Gregory M. Plunkett, project co-principal investigator, New York Botanical Garden

Protection and restoration of tropical forests and other ecosystems could make up 30 percent of the greenhouse gas emission reductions necessary to avoid climate disaster that would disproportionately affect the poor, according to climate experts. CEPF supports projects that protect or restore natural forests, wetlands and coastal zones as cost-effective means for mitigating the potentially devastating effects of climate change and extreme weather.
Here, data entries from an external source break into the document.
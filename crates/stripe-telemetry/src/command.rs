//! Command identity as seen by telemetry

use std::collections::HashMap;

/// Annotation value carried by commands generated from the API description
pub const GENERATED_MARKER: &str = "operation";

/// How a command came to exist
#[derive(Debug, Clone, Copy, PartialEq, Eq, Default)]
pub enum CommandKind {
    /// Written by hand
    #[default]
    HandWritten,
    /// Mechanically produced from the API description
    Generated,
}

impl CommandKind {
    pub fn is_generated(&self) -> bool {
        matches!(self, CommandKind::Generated)
    }
}

/// Identity of the command being dispatched.
///
/// The kind is fixed when the descriptor is registered, so binding a command
/// to the event context never has to inspect annotations.
#[derive(Debug, Clone, PartialEq, Eq)]
pub struct CommandDescriptor {
    path: String,
    kind: CommandKind,
}

impl CommandDescriptor {
    /// A hand-written command with the given full path (e.g. `"stripe listen"`)
    pub fn new(path: impl Into<String>) -> Self {
        Self {
            path: path.into(),
            kind: CommandKind::HandWritten,
        }
    }

    /// A command generated from the API description
    pub fn generated(path: impl Into<String>) -> Self {
        Self {
            path: path.into(),
            kind: CommandKind::Generated,
        }
    }

    /// Build a descriptor from a host framework's annotation mapping.
    ///
    /// The command is tagged generated iff any annotation value equals
    /// [`GENERATED_MARKER`].
    pub fn from_annotations(path: impl Into<String>, annotations: &HashMap<String, String>) -> Self {
        let kind = if annotations.values().any(|value| value == GENERATED_MARKER) {
            CommandKind::Generated
        } else {
            CommandKind::HandWritten
        };

        Self {
            path: path.into(),
            kind,
        }
    }

    pub fn path(&self) -> &str {
        &self.path
    }

    pub fn kind(&self) -> CommandKind {
        self.kind
    }
}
East Melanesian Islands Biodiversity Hotspot

In March 2015, Cyclone Pam, a Category 5 storm with sustained winds of 280 km/h (175 mph), swept across the Pacific Island nation of Vanuatu, killing people, flattening homes, destroying crucial crops, and crippling infrastructure. A CEPF-funded project managed collaboratively by the New York Botanical Garden (NYBG) and local partner agencies was on the ground on Tanna Island, conducting baseline surveys of plant diversity, when the storm made a direct hit.

“Island floras—and peoples, too—are particularly susceptible to catastrophic events, and increased resilience and self-sufficiency are essential to maintaining livelihoods into the future,” said Michael J. Balick, NYBG project co-principal investigator. “But cumulative impacts in places like Vanuatu are making them increasingly vulnerable to the imminent effects of global change—social, economic, and environmental.”

In the aftermath of Cyclone Pam, the project team—including staff and students of the Vanuatu Department of Forests, local cultural organization Tafea Kaljoral Senta, the University of the South Pacific (USP), and NYBG—in close partnership with local community members, recognized the need to set aside some portion of the communities’ forests to help preserve ecosystem services, especially water, over the long term. The partners worked first to identify forested areas that were also sources of clean water, and then helped install new water supply systems that would also protect these biodiversity-rich, intact forest habitats.

The project also has a strong focus on documenting plant biodiversity in Tafea Province, as well as the indigenous names and uses of these plants. All field studies have been conducted in partnership with local communities across Tanna and more recently on Aneityum, with plans to expand efforts to other nearby islands. “We were very moved by the extraordinarily strong interest in this project expressed by leaders and members of the local communities, and their remarkable willingness to collaborate and contribute to the on-the-ground activities,” said Gregory M. Plunkett, NYBG project co-principal investigator.

Before Cyclone Pam, eight long-term ecological forest monitoring transects had been established on Tanna Island and surveyed by the international team of researchers. They resurveyed the plots eight months after the storm and will continue to do so at regular intervals during the planned decade-long timeline of the project. This work will provide information about the processes of ecosystem regeneration and forest resilience in the face of global change.

The project also has a major focus on building local scientific capacity, including training students and foresters. These activities will ultimately enable local people themselves to conserve and sustain their natural and biocultural heritage.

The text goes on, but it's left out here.